Tous ceux qui parlent latin ont coutume d’entendre deux choses par ce mot : une grande joie dans l’esprit, une sensation agréable dans le corps. Ainsi, dans Trabéa[3], ce jeune homme appelle du nom de joie une extrême volupté d’esprit ; de même que cet autre dans Cécilius, qui s’écrie qu’il est joyeux de toutes les joies[4]. Il y a cependant cette différence, que la volupté se dit même par rapport à l’esprit ; chose vicieuse, selon les stoïciens, qui, parlant de cette volupté, la définissent un transport sans raison de l’âme qui croit jouir d’un grand bien[5] : mais, pour ce qui est des mots de joie et de gaieté, ils ne se disent point proprement du corps ; tandis que, de l’aveu de tous ceux qui parlent bien, la volupté se dit du plaisir qui est excité par quelque sensation

  1. V. ce récit dans Tite-Live, III, et Valère Maxime, IV.
  2. C’était la faute de la langue latine.
  3. Trabéa, vieux poëte comique, Le vers auquel Cicéron fait ici allusion est cité presque tout entier dans les Tusculanes (iv, 35) : « Ille qui voluptatem animi nimiam summum esse errorem arbitratur. »
  4. « Omnibus lætitiis letum. » Ce fragment de vers est d’une comédie de Cécilius. (V. Pro Cæl., c. 16.)

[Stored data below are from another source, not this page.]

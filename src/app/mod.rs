//! Application boundary — operator commands in, port traits out.
//!
//! The scheduler talks to persistence and hardware only through the
//! traits in [`ports`]; operator input arrives as [`commands`].

pub mod commands;
pub mod ports;
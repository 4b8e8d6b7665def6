//! Transport abstraction — any byte-oriented source the reader talks over.
//!
//! Concrete implementations:
//! - [`SerialTransport`]: the reader's RS-232/USB serial line (8N1),
//!   available with the `serial` feature
//! - [`ReplayTransport`]: a scripted in-memory byte stream, used by
//!   tests and for replaying captured reader traffic on the bench
//! - [`NullTransport`]: never yields data
//!
//! The reader thread is generic over `Transport`, so a new link type
//! needs no changes to the framing or detector logic.

use std::collections::VecDeque;

use crate::error::TransportError;

/// Byte-oriented input channel.
pub trait Transport: Send {
    /// Read up to `buf.len()` bytes into `buf`.
    ///
    /// Returns the number of bytes read.  `Ok(0)` means nothing arrived
    /// before the transport's read timeout; the caller should poll again.
    fn read(&mut self, buf: &mut [u8]) -> Result<usize, TransportError>;
}

/// A transport that never yields data.
pub struct NullTransport;

impl Transport for NullTransport {
    fn read(&mut self, _buf: &mut [u8]) -> Result<usize, TransportError> {
        std::thread::sleep(std::time::Duration::from_millis(10));
        Ok(0)
    }
}

/// Scripted byte stream.
///
/// Each queued chunk is returned by one `read` call (split if larger than
/// the caller's buffer).  An empty chunk models a read timeout.  Once the
/// script is exhausted the transport either idles (`Ok(0)`) or reports
/// [`TransportError::Disconnected`], depending on construction.
pub struct ReplayTransport {
    chunks: VecDeque<Vec<u8>>,
    disconnect_at_end: bool,
}

impl ReplayTransport {
    pub fn new() -> Self {
        Self {
            chunks: VecDeque::new(),
            disconnect_at_end: false,
        }
    }

    /// Report a disconnect once every chunk has been read.
    pub fn disconnect_at_end(mut self) -> Self {
        self.disconnect_at_end = true;
        self
    }

    pub fn push(&mut self, bytes: impl Into<Vec<u8>>) {
        self.chunks.push_back(bytes.into());
    }

    /// Queue one empty read, i.e. a read timeout with no data.
    pub fn push_timeout(&mut self) {
        self.chunks.push_back(Vec::new());
    }

    pub fn is_exhausted(&self) -> bool {
        self.chunks.is_empty()
    }
}

impl Default for ReplayTransport {
    fn default() -> Self {
        Self::new()
    }
}

impl Transport for ReplayTransport {
    fn read(&mut self, buf: &mut [u8]) -> Result<usize, TransportError> {
        let Some(mut chunk) = self.chunks.pop_front() else {
            if self.disconnect_at_end {
                return Err(TransportError::Disconnected);
            }
            std::thread::sleep(std::time::Duration::from_millis(5));
            return Ok(0);
        };

        let n = chunk.len().min(buf.len());
        buf[..n].copy_from_slice(&chunk[..n]);
        if n < chunk.len() {
            self.chunks.push_front(chunk.split_off(n));
        }
        Ok(n)
    }
}

// ---------------------------------------------------------------------------
// Serial line
// ---------------------------------------------------------------------------

/// Read timeout on the serial line; bounds how long the reader thread
/// takes to notice a stop request.
#[cfg(feature = "serial")]
pub const SERIAL_READ_TIMEOUT: std::time::Duration = std::time::Duration::from_millis(100);

/// The reader's serial line, 8 data bits, no parity, one stop bit.
#[cfg(feature = "serial")]
pub struct SerialTransport {
    port: Box<dyn serialport::SerialPort>,
}

#[cfg(feature = "serial")]
impl SerialTransport {
    pub fn open(path: &str, baud_rate: u32) -> Result<Self, TransportError> {
        let port = serialport::new(path, baud_rate)
            .data_bits(serialport::DataBits::Eight)
            .parity(serialport::Parity::None)
            .stop_bits(serialport::StopBits::One)
            .timeout(SERIAL_READ_TIMEOUT)
            .open()
            .map_err(|e| {
                log::error!("RFID: cannot open {path} at {baud_rate} baud: {e}");
                TransportError::OpenFailed
            })?;
        log::info!("RFID: opened {path} at {baud_rate} baud");
        Ok(Self { port })
    }
}

#[cfg(feature = "serial")]
impl Transport for SerialTransport {
    fn read(&mut self, buf: &mut [u8]) -> Result<usize, TransportError> {
        match std::io::Read::read(&mut self.port, buf) {
            Ok(0) => Err(TransportError::Disconnected),
            Ok(n) => Ok(n),
            Err(e) if e.kind() == std::io::ErrorKind::TimedOut => Ok(0),
            Err(e) if e.kind() == std::io::ErrorKind::Interrupted => Ok(0),
            Err(e) => Err(TransportError::ReadFailed(e.kind())),
        }
    }
}
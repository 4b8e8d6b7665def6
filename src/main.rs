//! Trainrig — rig entry point.
//!
//! ```text
//! ┌──────────────────────────────────────────────────────────────┐
//! │                     Adapters (outer ring)                    │
//! │                                                              │
//! │  JsonConfigStore   JsonlHistoryLog   LogRewarder   console   │
//! │  (ConfigPort)      (HistorySink)     (RewardPort)  (keys)    │
//! │                                                              │
//! │  ─────────────── Port Trait Boundary ────────────────────    │
//! │                                                              │
//! │  ┌────────────────────────────────────────────────────────┐  │
//! │  │  Scheduler (main thread)  ◀── events ── Detector       │  │
//! │  │  TaskTable                              (reader thread)│  │
//! │  └────────────────────────────────────────────────────────┘  │
//! └──────────────────────────────────────────────────────────────┘
//! ```
//!
//! Usage: `trainrig [config.json]`

use std::io::BufRead;
use std::sync::Arc;
use std::thread;

use anyhow::{Context, Result};
use chrono::Local;
use log::{info, warn};

use trainrig::Error;
use trainrig::adapters::history_log::JsonlHistoryLog;
use trainrig::adapters::json_config::JsonConfigStore;
use trainrig::adapters::rewarder::LogRewarder;
use trainrig::app::commands::OperatorCommand;
use trainrig::app::ports::ConfigPort;
use trainrig::detector::mock::{MOCK_PRIMARY, MOCK_SECONDARY};
use trainrig::detector::{Detector, factory};
use trainrig::scheduler::Scheduler;
use trainrig::tasks::TaskTable;

const DEFAULT_CONFIG: &str = "trainrig.json";

fn main() -> Result<()> {
    env_logger::Builder::from_env(env_logger::Env::default().default_filter_or("info")).init();

    let path = std::env::args().nth(1).unwrap_or_else(|| DEFAULT_CONFIG.to_owned());
    let store = Arc::new(JsonConfigStore::new(&path));

    let mut config = store
        .load()
        .map_err(Error::Config)
        .with_context(|| format!("loading {path}"))?;
    config.session_id += 1;
    store
        .save(&config)
        .map_err(Error::Config)
        .context("recording session counter")?;
    info!(
        "trainrig v{} | rig {} | session {}",
        env!("CARGO_PKG_VERSION"),
        config.rig_id,
        config.session_id
    );

    let detector = factory::create(&config.detector).context("building detector")?;
    let history = Arc::new(JsonlHistoryLog::for_session(
        &config.data_dir,
        config.session_id,
        Local::now().date_naive(),
    ));
    let tasks = TaskTable::with_defaults(config.tasks.clone(), Arc::new(LogRewarder));
    let scheduler = Scheduler::new(config, Arc::clone(&detector), tasks, store, history);

    spawn_console(scheduler.clone(), detector)?;
    print_keys();

    scheduler.run().context("scheduler")?;
    Ok(())
}

fn print_keys() {
    info!("keys: n = next task, m = next level, q = quit");
    info!("mock: p/o = {MOCK_PRIMARY}/{MOCK_SECONDARY} enters, l = leave, c = change, e = error");
}

// ── Console ──────────────────────────────────────────────────
//
// One key per character, any number per line.  Operator commands go to
// the scheduler; mock-detector triggers go straight to the detector.

fn spawn_console(scheduler: Scheduler, detector: Arc<dyn Detector>) -> Result<()> {
    thread::Builder::new()
        .name("console".into())
        .spawn(move || {
            let stdin = std::io::stdin();
            for line in stdin.lock().lines() {
                let Ok(line) = line else { return };
                for key in line.trim().chars() {
                    if !handle_key(key, &scheduler, detector.as_ref()) {
                        return;
                    }
                }
            }
        })
        .context("spawning console thread")?;
    Ok(())
}

/// Returns `false` once the session should end.
fn handle_key(key: char, scheduler: &Scheduler, detector: &dyn Detector) -> bool {
    if let Some(command) = OperatorCommand::from_key(key) {
        scheduler.handle_command(command);
        return command != OperatorCommand::Quit;
    }

    let Some(mock) = detector.manual() else {
        warn!("console: unknown key {key:?}");
        return true;
    };
    match key {
        'p' => mock.enter(MOCK_PRIMARY),
        'o' => mock.enter(MOCK_SECONDARY),
        'l' => mock.leave(),
        'c' => mock.change(),
        'e' => mock.error(),
        _ => warn!("console: unknown key {key:?}"),
    }
    true
}
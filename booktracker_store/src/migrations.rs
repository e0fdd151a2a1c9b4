//! Versioned schema migrations for the postgres backend.
//!
//! Every migration runs in its own transaction together with the bookkeeping
//! insert into `schema_migrations`, so a failed step leaves no partial schema
//! behind and is retried on next startup. Each step holds a postgres advisory
//! lock, so instances starting together apply every migration exactly once.

use std::collections::HashSet;

use tokio_postgres::{Client, Transaction};

pub struct Migration {
    pub version: i32,
    pub name: &'static str,
    pub up: &'static str,
}

pub const MIGRATIONS: &[Migration] = &[
    Migration {
        version: 1,
        name: "create_books",
        up: "
        CREATE TABLE books (
            id              SERIAL PRIMARY KEY,
            title           TEXT NOT NULL,
            author          TEXT NOT NULL,
            cover_image_url TEXT,
            category        TEXT NOT NULL,
            status          TEXT NOT NULL DEFAULT 'ToRead',
            created_at      TIMESTAMPTZ NOT NULL DEFAULT now()
            )
        ",
    },
    Migration {
        version: 2,
        name: "books_created_at_index",
        up: "CREATE INDEX books_created_at_idx ON books (created_at DESC, id DESC)",
    },
];

/// Advisory lock key serializing concurrent migration runs against one database
const MIGRATIONS_LOCK_KEY: i64 = 0x626f_6f6b_7472_6b;

/// Applies all migrations not yet recorded in `schema_migrations`, returns versions applied now
pub async fn run_migrations(client: &mut Client) -> Result<Vec<i32>, tokio_postgres::Error> {
    let transaction = client.transaction().await?;
    lock_migrations(&transaction).await?;
    transaction
        .batch_execute(
            "
        CREATE TABLE IF NOT EXISTS schema_migrations (
            version         INTEGER PRIMARY KEY,
            name            TEXT NOT NULL,
            applied_at      TIMESTAMPTZ NOT NULL DEFAULT now()
            )
        ",
        )
        .await?;
    transaction.commit().await?;

    let applied = client
        .query("SELECT version FROM schema_migrations", &[])
        .await?
        .iter()
        .map(|row| row.try_get(0))
        .collect::<Result<HashSet<i32>, _>>()?;

    let mut newly_applied = vec![];
    for migration in pending(MIGRATIONS, &applied) {
        let transaction = client.transaction().await?;
        lock_migrations(&transaction).await?;

        // another instance may have applied it while we waited for the lock
        let recorded = transaction
            .query_opt(
                "SELECT version FROM schema_migrations WHERE version = $1",
                &[&migration.version],
            )
            .await?
            .is_some();
        if recorded {
            transaction.commit().await?;
            continue;
        }

        transaction.batch_execute(migration.up).await?;
        transaction
            .execute(
                "INSERT INTO schema_migrations (version, name) VALUES ($1, $2)",
                &[&migration.version, &migration.name],
            )
            .await?;
        transaction.commit().await?;

        tracing::info!(
            version = migration.version,
            name = migration.name,
            "Applied migration"
        );
        newly_applied.push(migration.version);
    }
    Ok(newly_applied)
}

/// Held until the transaction ends
async fn lock_migrations(transaction: &Transaction<'_>) -> Result<(), tokio_postgres::Error> {
    transaction
        .execute("SELECT pg_advisory_xact_lock($1)", &[&MIGRATIONS_LOCK_KEY])
        .await?;
    Ok(())
}

fn pending<'a>(
    migrations: &'a [Migration],
    applied: &'a HashSet<i32>,
) -> impl Iterator<Item = &'a Migration> {
    migrations
        .iter()
        .filter(move |migration| !applied.contains(&migration.version))
}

  5. « Sublationem animi sine ratione, opinantis se magno bono frui. » Une définition semblable se trouve dans les Tusculanes, IV, 13 : « Sine ratione animi elationem. » V. Diog. L., VII, 114 : Ἡδονὴ δέ ἐστιν ἄλογος ἔπαρσισς ἐφ' αἱρετῷ δοκοῦντι ὑπάρχειν. — Cette joie des sens, qui consiste en une sorte de transport où l’imagination (φαντασία) et l’opinion (δόξα) sont tout, et où la raison n’a point de part (ἄλογος), était rejetée par les stoïciens comme indigne de l’homme ; elle est acceptée par les épicuriens comme le bien suprême.